Kasvetli ve melankolik ama mizahı da güçlü öykülerinizin. Edebiyattaki mizahınızı nasıl tarif edersiniz? Dengeyi nasıl kuruyorsunuz?
Doğrusu öykülerin içindeki mizah dozunun, karanlığın, aydınlığın, umudun kıvamlarına, tonlarına, veriliş biçimlerine dair söz almaktan , her şeyi hesaplı-kitaplı yazmışım gibi aklı başında laflar etmekten imtina ediyorum. O iş metinleri ince ince okuyan; öykülerin edebiyat tarihindeki yerini tespit etmek için araştırmalar yapanların işi. Ursula K. Le Guin'in "aşırı güzel yazmaya odaklandığın zaman zevksizleşme başlar" sözünü hiç aklımdan çıkarmadan, beni bu dünyadan koparan o esriklik içinde yazarım, o anlardaki hazzın kıymetini hiçbir şeye değişmem.

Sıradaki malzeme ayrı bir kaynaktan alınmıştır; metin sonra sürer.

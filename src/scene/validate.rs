use crate::foundation::error::{StoryError, StoryResult};
use crate::scene::model::{Animation, AudioTrack, Project, Scene};
use std::collections::HashSet;
use std::fmt;

// Keyframe times are authored in floating point editors; allow a hair of slack at the ends.
const TIME_SLACK: f64 = 1e-9;

#[derive(Debug, Clone, PartialEq, Eq)]
pub(crate) enum PathElem {
    Field(&'static str),
    Index(usize),
}

#[derive(Debug, Clone)]
pub(crate) struct SchemaError {
    pub(crate) path: Vec<PathElem>,
    pub(crate) message: String,
}

impl SchemaError {
    fn at(path: &[PathElem], message: impl Into<String>) -> Self {
        Self {
            path: path.to_vec(),
            message: message.into(),
        }
    }
}

impl fmt::Display for SchemaError {
    fn fmt(&self, f: &mut fmt::Formatter<'_>) -> fmt::Result {
        if self.path.is_empty() {
            return write!(f, "{}", self.message);
        }
        write!(f, "{}: {}", format_path(&self.path), self.message)
    }
}

fn format_path(path: &[PathElem]) -> String {
    let mut s = String::from("$");
    for p in path {
        match *p {
            PathElem::Field(name) => {
                s.push('.');
                s.push_str(name);
            }
            PathElem::Index(i) => {
                s.push('[');
                s.push_str(&i.to_string());
                s.push(']');
            }
        }
    }
    s
}

fn into_result(errors: Vec<SchemaError>) -> StoryResult<()> {
    if errors.is_empty() {
        return Ok(());
    }
    let joined = errors
        .iter()
        .map(ToString::to_string)
        .collect::<Vec<_>>()
        .join("; ");
    Err(StoryError::validation(joined))
}

pub(crate) fn validate_scene(scene: &Scene) -> StoryResult<()> {
    let mut errors = Vec::new();
    check_scene(scene, &mut Vec::new(), &mut errors);
    into_result(errors)
}

pub(crate) fn validate_project(project: &Project) -> StoryResult<()> {
    let mut errors = Vec::new();
    let mut path = vec![PathElem::Field("scenes")];

    if project.scenes.is_empty() {
        errors.push(SchemaError::at(&path, "project must contain at least one scene"));
    }

    let mut seen = HashSet::new();
    for (i, scene) in project.scenes.iter().enumerate() {
        path.push(PathElem::Index(i));
        if !seen.insert(scene.id.as_str()) {
            errors.push(SchemaError::at(
                &path,
                format!("duplicate scene id '{}'", scene.id),
            ));
        }
        check_scene(scene, &mut path, &mut errors);
        path.pop();
    }

    if !project.current_scene_id.is_empty() && project.scene(&project.current_scene_id).is_none()
    {
        errors.push(SchemaError::at(
            &[PathElem::Field("currentSceneId")],
            format!("unknown scene '{}'", project.current_scene_id),
        ));
    }

    into_result(errors)
}

fn check_scene(scene: &Scene, path: &mut Vec<PathElem>, errors: &mut Vec<SchemaError>) {
    if !(scene.duration.is_finite() && scene.duration > 0.0) {
        path.push(PathElem::Field("duration"));
        errors.push(SchemaError::at(path, "scene duration must be > 0"));
        path.pop();
    }

    check_unique_ids(
        scene.layers.iter().map(|l| l.id.as_str()),
        "layers",
        path,
        errors,
    );
    check_unique_ids(
        scene.animations.iter().map(|a| a.id.as_str()),
        "animations",
        path,
        errors,
    );
    check_unique_ids(
        scene.audio_tracks.iter().map(|t| t.id.as_str()),
        "audioTracks",
        path,
        errors,
    );
    check_unique_ids(
        scene.choices.iter().map(|c| c.id.as_str()),
        "choices",
        path,
        errors,
    );

    path.push(PathElem::Field("animations"));
    for (i, anim) in scene.animations.iter().enumerate() {
        path.push(PathElem::Index(i));
        check_animation(anim, path, errors);
        path.pop();
    }
    path.pop();

    path.push(PathElem::Field("audioTracks"));
    for (i, track) in scene.audio_tracks.iter().enumerate() {
        path.push(PathElem::Index(i));
        check_track(track, path, errors);
        path.pop();
    }
    path.pop();
}

fn check_unique_ids<'a>(
    ids: impl Iterator<Item = &'a str>,
    field: &'static str,
    path: &mut Vec<PathElem>,
    errors: &mut Vec<SchemaError>,
) {
    let mut seen = HashSet::new();
    path.push(PathElem::Field(field));
    for (i, id) in ids.enumerate() {
        if !seen.insert(id) {
            path.push(PathElem::Index(i));
            errors.push(SchemaError::at(path, format!("duplicate id '{id}'")));
            path.pop();
        }
    }
    path.pop();
}

fn check_animation(anim: &Animation, path: &mut Vec<PathElem>, errors: &mut Vec<SchemaError>) {
    if !(anim.duration.is_finite() && anim.duration >= 0.0) {
        errors.push(SchemaError::at(path, "animation duration must be >= 0"));
        return;
    }
    if let Some(delay) = anim.delay
        && !(delay.is_finite() && delay >= 0.0)
    {
        errors.push(SchemaError::at(path, "animation delay must be >= 0"));
    }

    path.push(PathElem::Field("keyframes"));
    for (i, kf) in anim.keyframes.iter().enumerate() {
        if !kf.time.is_finite()
            || kf.time < -TIME_SLACK
            || kf.time > anim.duration + TIME_SLACK
        {
            path.push(PathElem::Index(i));
            errors.push(SchemaError::at(
                path,
                format!(
                    "keyframe time {} outside [0, {}]",
                    kf.time, anim.duration
                ),
            ));
            path.pop();
        }
    }
    path.pop();
}

fn check_track(track: &AudioTrack, path: &mut Vec<PathElem>, errors: &mut Vec<SchemaError>) {
    if !(track.volume.is_finite() && (0.0..=1.0).contains(&track.volume)) {
        errors.push(SchemaError::at(path, "track volume must be in [0, 1]"));
    }
    for (name, v) in [
        ("crossfadeIn", track.crossfade_in),
        ("crossfadeOut", track.crossfade_out),
    ] {
        if let Some(v) = v
            && !(v.is_finite() && v >= 0.0)
        {
            path.push(PathElem::Field(name));
            errors.push(SchemaError::at(path, "crossfade must be >= 0"));
            path.pop();
        }
    }
    path.push(PathElem::Field("timecodes"));
    for (i, tc) in track.timecodes.iter().enumerate() {
        if !(tc.time.is_finite() && tc.time >= 0.0) {
            path.push(PathElem::Index(i));
            errors.push(SchemaError::at(path, "timecode time must be >= 0"));
            path.pop();
        }
    }
    path.pop();
}
//! Keyframe curve resolution.
//!
//! A curve is the sorted keyframe list for one `(layer, property)` pair. Resolution is a pure
//! function of the keys and the query time:
//!
//! - before the first key the first value holds, after the last key the last value holds;
//! - between `kf[i]` and `kf[i + 1]` the easing named at `kf[i]` shapes the blend;
//! - keys sharing a time form a zero-length segment, i.e. an instantaneous jump.

use crate::animation::ease::Ease;
use crate::animation::property::{AnimatedProperty, KeyValue};
use crate::scene::model::Keyframe;
use smallvec::SmallVec;
use std::collections::BTreeMap;

/// A point on a property curve.
pub trait CurvePoint {
    /// Curve-local time in seconds.
    fn time(&self) -> f64;
    /// Value at [`CurvePoint::time`].
    fn value(&self) -> &KeyValue;
    /// Easing toward the next point.
    fn ease(&self) -> Ease;
}

impl CurvePoint for Keyframe {
    fn time(&self) -> f64 {
        self.time
    }

    fn value(&self) -> &KeyValue {
        &self.value
    }

    fn ease(&self) -> Ease {
        Keyframe::ease(self)
    }
}

/// Resolve the value of a sorted curve at time `t`.
///
/// `keys` must be sorted ascending by time. Returns `None` only for an empty curve.
pub fn resolve<P: CurvePoint>(keys: &[P], t: f64) -> Option<KeyValue> {
    let first = keys.first()?;
    let idx = keys.partition_point(|k| k.time() <= t);

    if idx == 0 {
        return Some(first.value().clone());
    }
    let a = &keys[idx - 1];
    let Some(b) = keys.get(idx) else {
        return Some(a.value().clone());
    };

    let offset = t - a.time();
    if offset <= 0.0 {
        return Some(a.value().clone());
    }

    // `b.time() > t >= a.time()`, so the span is strictly positive here.
    let span = b.time() - a.time();
    let eased = a.ease().apply(offset / span);
    Some(blend(a.value(), b.value(), eased))
}

fn blend(a: &KeyValue, b: &KeyValue, t: f64) -> KeyValue {
    match (a.as_f64(), b.as_f64()) {
        (Some(x), Some(y)) => KeyValue::Number(x + (y - x) * t),
        // Non-numeric values cannot blend; hold until the next key is reached.
        _ => a.clone(),
    }
}

#[derive(Clone, Debug)]
struct CurveKey {
    time: f64,
    value: KeyValue,
    ease: Ease,
}

impl CurvePoint for CurveKey {
    fn time(&self) -> f64 {
        self.time
    }

    fn value(&self) -> &KeyValue {
        &self.value
    }

    fn ease(&self) -> Ease {
        self.ease
    }
}

/// Pre-sorted keys for one property with easings already resolved.
#[derive(Clone, Debug)]
pub struct PropertyCurve {
    property: AnimatedProperty,
    keys: SmallVec<[CurveKey; 4]>,
}

impl PropertyCurve {
    /// Build a curve from keyframes of a single property.
    ///
    /// Keyframes with a non-finite time are dropped. The sort is stable, so keys sharing a time
    /// keep their authored order.
    pub fn new<'a>(
        property: AnimatedProperty,
        keyframes: impl IntoIterator<Item = &'a Keyframe>,
    ) -> Option<Self> {
        let mut keys: SmallVec<[CurveKey; 4]> = keyframes
            .into_iter()
            .filter(|kf| kf.property == property && kf.time.is_finite())
            .map(|kf| CurveKey {
                time: kf.time,
                value: kf.value.clone(),
                ease: kf.ease(),
            })
            .collect();
        if keys.is_empty() {
            return None;
        }
        keys.sort_by(|a, b| a.time.total_cmp(&b.time));
        Some(Self { property, keys })
    }

    /// Group an animation's keyframes by property and build one curve per property.
    ///
    /// Curves come back in a stable property order.
    pub fn group(keyframes: &[Keyframe]) -> Vec<Self> {
        let mut by_prop: BTreeMap<AnimatedProperty, Vec<&Keyframe>> = BTreeMap::new();
        for kf in keyframes {
            by_prop.entry(kf.property).or_default().push(kf);
        }
        by_prop
            .into_iter()
            .filter_map(|(prop, kfs)| Self::new(prop, kfs))
            .collect()
    }

    /// Driven property.
    pub fn property(&self) -> AnimatedProperty {
        self.property
    }

    /// Number of keys.
    pub fn len(&self) -> usize {
        self.keys.len()
    }

    /// Always `false`; empty curves are never constructed.
    pub fn is_empty(&self) -> bool {
        self.keys.is_empty()
    }

    /// Time of the last key.
    pub fn end_time(&self) -> f64 {
        self.keys.last().map_or(0.0, |k| k.time)
    }

    /// Resolve the curve at curve-local time `t`.
    pub fn sample(&self, t: f64) -> KeyValue {
        // Non-empty by construction.
        resolve(&self.keys, t).unwrap_or(KeyValue::Number(0.0))
    }
}

#[cfg(test)]
#[path = "../../tests/unit/animation/curve.rs"]
mod tests;
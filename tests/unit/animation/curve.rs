use super::*;

fn kf(time: f64, property: AnimatedProperty, value: f64, easing: &str) -> Keyframe {
    Keyframe {
        id: String::new(),
        time,
        property,
        value: KeyValue::Number(value),
        easing: easing.to_owned(),
        easing_params: Vec::new(),
    }
}

fn num(v: Option<KeyValue>) -> f64 {
    v.and_then(|v| v.as_f64()).unwrap()
}

#[test]
fn empty_curve_resolves_to_none() {
    let keys: Vec<Keyframe> = Vec::new();
    assert!(resolve(&keys, 1.0).is_none());
    assert!(PropertyCurve::new(AnimatedProperty::X, &keys).is_none());
}

#[test]
fn boundary_values_are_exact() {
    let keys = vec![
        kf(0.0, AnimatedProperty::X, 3.0, "bounce"),
        kf(0.7, AnimatedProperty::X, -11.25, "elastic"),
        kf(1.3, AnimatedProperty::X, 0.1, "back"),
        kf(4.0, AnimatedProperty::X, 1e6, "ease-in-out"),
    ];
    for k in &keys {
        assert_eq!(resolve(&keys, k.time), Some(k.value.clone()));
    }
}

#[test]
fn clamps_outside_key_range() {
    let keys = vec![
        kf(1.0, AnimatedProperty::Y, 10.0, "linear"),
        kf(2.0, AnimatedProperty::Y, 20.0, "linear"),
    ];
    assert_eq!(num(resolve(&keys, -5.0)), 10.0);
    assert_eq!(num(resolve(&keys, 0.999)), 10.0);
    assert_eq!(num(resolve(&keys, 2.001)), 20.0);
    assert_eq!(num(resolve(&keys, 1e9)), 20.0);
}

#[test]
fn linear_opacity_midpoint() {
    let keys = vec![
        kf(0.0, AnimatedProperty::Opacity, 0.0, "linear"),
        kf(5.0, AnimatedProperty::Opacity, 1.0, "linear"),
    ];
    assert!((num(resolve(&keys, 2.5)) - 0.5).abs() < 1e-12);
}

#[test]
fn easing_comes_from_segment_start() {
    let keys = vec![
        kf(0.0, AnimatedProperty::X, 0.0, "ease-in"),
        kf(1.0, AnimatedProperty::X, 100.0, "ease-out"),
    ];
    // ease-in at 0.5 progress is 0.25; ease-out would give 0.75.
    assert!((num(resolve(&keys, 0.5)) - 25.0).abs() < 1e-9);
}

#[test]
fn duplicate_times_jump_instantly() {
    let keys = vec![
        kf(0.0, AnimatedProperty::X, 0.0, "linear"),
        kf(1.0, AnimatedProperty::X, 10.0, "linear"),
        kf(1.0, AnimatedProperty::X, 50.0, "linear"),
        kf(2.0, AnimatedProperty::X, 60.0, "linear"),
    ];
    assert!((num(resolve(&keys, 0.99)) - 9.9).abs() < 1e-9);
    assert_eq!(num(resolve(&keys, 1.0)), 50.0);
    assert!((num(resolve(&keys, 1.5)) - 55.0).abs() < 1e-9);
}

#[test]
fn text_values_hold_until_next_key() {
    let keys = vec![
        Keyframe {
            value: KeyValue::Text("auto".to_owned()),
            ..kf(0.0, AnimatedProperty::Width, 0.0, "linear")
        },
        kf(2.0, AnimatedProperty::Width, 200.0, "linear"),
    ];
    assert_eq!(resolve(&keys, 1.9), Some(KeyValue::Text("auto".to_owned())));
    assert_eq!(resolve(&keys, 2.0), Some(KeyValue::Number(200.0)));
}

#[test]
fn group_sorts_each_property_independently() {
    let keys = vec![
        kf(2.0, AnimatedProperty::Opacity, 1.0, "linear"),
        kf(1.0, AnimatedProperty::X, 5.0, "linear"),
        kf(0.0, AnimatedProperty::Opacity, 0.0, "linear"),
        kf(0.0, AnimatedProperty::X, 0.0, "linear"),
    ];
    let curves = PropertyCurve::group(&keys);
    assert_eq!(curves.len(), 2);
    assert_eq!(curves[0].property(), AnimatedProperty::X);
    assert_eq!(curves[1].property(), AnimatedProperty::Opacity);
    assert!((curves[1].sample(1.0).as_f64().unwrap() - 0.5).abs() < 1e-12);
    assert_eq!(curves[0].end_time(), 1.0);
    assert_eq!(curves[1].len(), 2);
}

#[test]
fn non_finite_times_are_dropped() {
    let keys = vec![
        kf(f64::NAN, AnimatedProperty::X, 99.0, "linear"),
        kf(0.0, AnimatedProperty::X, 1.0, "linear"),
    ];
    let curve = PropertyCurve::new(AnimatedProperty::X, &keys).unwrap();
    assert_eq!(curve.len(), 1);
    assert_eq!(curve.sample(3.0), KeyValue::Number(1.0));
}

Seval Şahin, edebiyatın farklı alanlarında üreten Adalet Ağaoğlu ve kuşağı için "19. yüzyıl entelektüeli gibiler" yorumunu yapmıştı. Roman, öykünün dışında oyun, müzikal ve dizi senaryoları da kaleme alıyorsunuz. Hatta bir çocuk kitabına da başladığınızı öğrendik. Bu farklı alanlarda siz neler buluyorsunuz. Farklı yollara, alanlara sapmak yazma serüveninizi nasıl etkiliyor?
Farklı disiplinlerde yazmak, yazarına yeni imkanlar tanır, yeni araştırma sahaları yaratır. Beslenir, zenginleşir, dilde tasarruf etmeyi öğrenirsiniz. Her türün kendi formu olduğu gibi, bazen bütün formları yıkmaya kalkışmak da bir yazar için iştah ve zihin açar. Beni yazmaya sevk eden motivasyon da budur.